### WHAT THIS TASK INVOLVES
Where a line in the records below includes "offset", pull that line out.

── DATA RECORDS ──

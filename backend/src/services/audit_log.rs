use std::sync::Arc;

use chrono::Utc;
use serde::Serialize;
use serde_json::Value;
use sqlx::types::Json;
use uuid::Uuid;

use crate::error::AppError;
use crate::models::{
    audit_log::{AuditLog, AuditLogListQuery},
    identity::Caller,
};
use crate::repositories::{
    audit_log::{AuditLogFilters, AuditLogRepositoryTrait},
    common::page_bounds,
};
use crate::types::{AuditLogId, UserId};

pub const RESOURCE_REQUEST: &str = "request";
pub const RESOURCE_APPROVAL: &str = "approval";

#[derive(Debug, Clone)]
pub struct AuditLogEntry {
    pub user_id: Option<UserId>,
    pub action: String,
    pub resource_type: String,
    pub resource_id: Option<Uuid>,
    pub old_values: Option<Value>,
    pub new_values: Option<Value>,
    pub ip_address: Option<String>,
    pub user_agent: Option<String>,
}

impl AuditLogEntry {
    /// Entry attributed to `caller`, carrying its client address and agent.
    pub fn by(
        caller: &Caller,
        action: impl Into<String>,
        resource_type: &str,
        resource_id: impl Into<Uuid>,
    ) -> Self {
        Self {
            user_id: Some(caller.user_id),
            action: action.into(),
            resource_type: resource_type.to_string(),
            resource_id: Some(resource_id.into()),
            old_values: None,
            new_values: None,
            ip_address: caller.ip_address.clone(),
            user_agent: caller.user_agent.clone(),
        }
    }

    pub fn old<T: Serialize>(mut self, values: &T) -> Self {
        self.old_values = snapshot(values);
        self
    }

    pub fn new_values<T: Serialize>(mut self, values: &T) -> Self {
        self.new_values = snapshot(values);
        self
    }
}

fn snapshot<T: Serialize>(values: &T) -> Option<Value> {
    match serde_json::to_value(values) {
        Ok(value) => Some(value),
        Err(err) => {
            tracing::warn!(error = %err, "Failed to snapshot audit values");
            None
        }
    }
}

/// Append-only audit recorder.
///
/// Recording is best-effort: a failed write is logged and swallowed so the
/// operation that triggered it still succeeds.
#[derive(Clone)]
pub struct AuditLogService {
    repo: Arc<dyn AuditLogRepositoryTrait>,
}

impl AuditLogService {
    pub fn new(repo: Arc<dyn AuditLogRepositoryTrait>) -> Self {
        Self { repo }
    }

    pub async fn record_event(&self, entry: AuditLogEntry) {
        let log = AuditLog {
            id: AuditLogId::new(),
            user_id: entry.user_id,
            action: entry.action,
            resource_type: entry.resource_type,
            resource_id: entry.resource_id,
            old_values: entry.old_values.map(Json),
            new_values: entry.new_values.map(Json),
            ip_address: entry.ip_address,
            user_agent: entry.user_agent,
            created_at: Utc::now(),
        };

        if let Err(err) = self.repo.insert(&log).await {
            tracing::warn!(
                error = %err,
                action = %log.action,
                resource_type = %log.resource_type,
                resource_id = ?log.resource_id,
                "Failed to record audit log"
            );
        }
    }

    pub async fn list(
        &self,
        caller: &Caller,
        query: AuditLogListQuery,
    ) -> Result<Vec<AuditLog>, AppError> {
        if !caller.is_admin() {
            return Err(AppError::Forbidden(
                "Only admins can read audit logs".to_string(),
            ));
        }
        let (limit, offset) = page_bounds(query.limit, query.offset);
        let filters = AuditLogFilters {
            user_id: query.user_id,
            action: query.action,
            resource_type: query.resource_type,
            resource_id: query.resource_id,
            limit,
            offset,
        };
        self.repo.list(&filters).await
    }
}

───

### REPLY
        let (limit, offset) = page_bounds(query.limit, query.offset);
            offset,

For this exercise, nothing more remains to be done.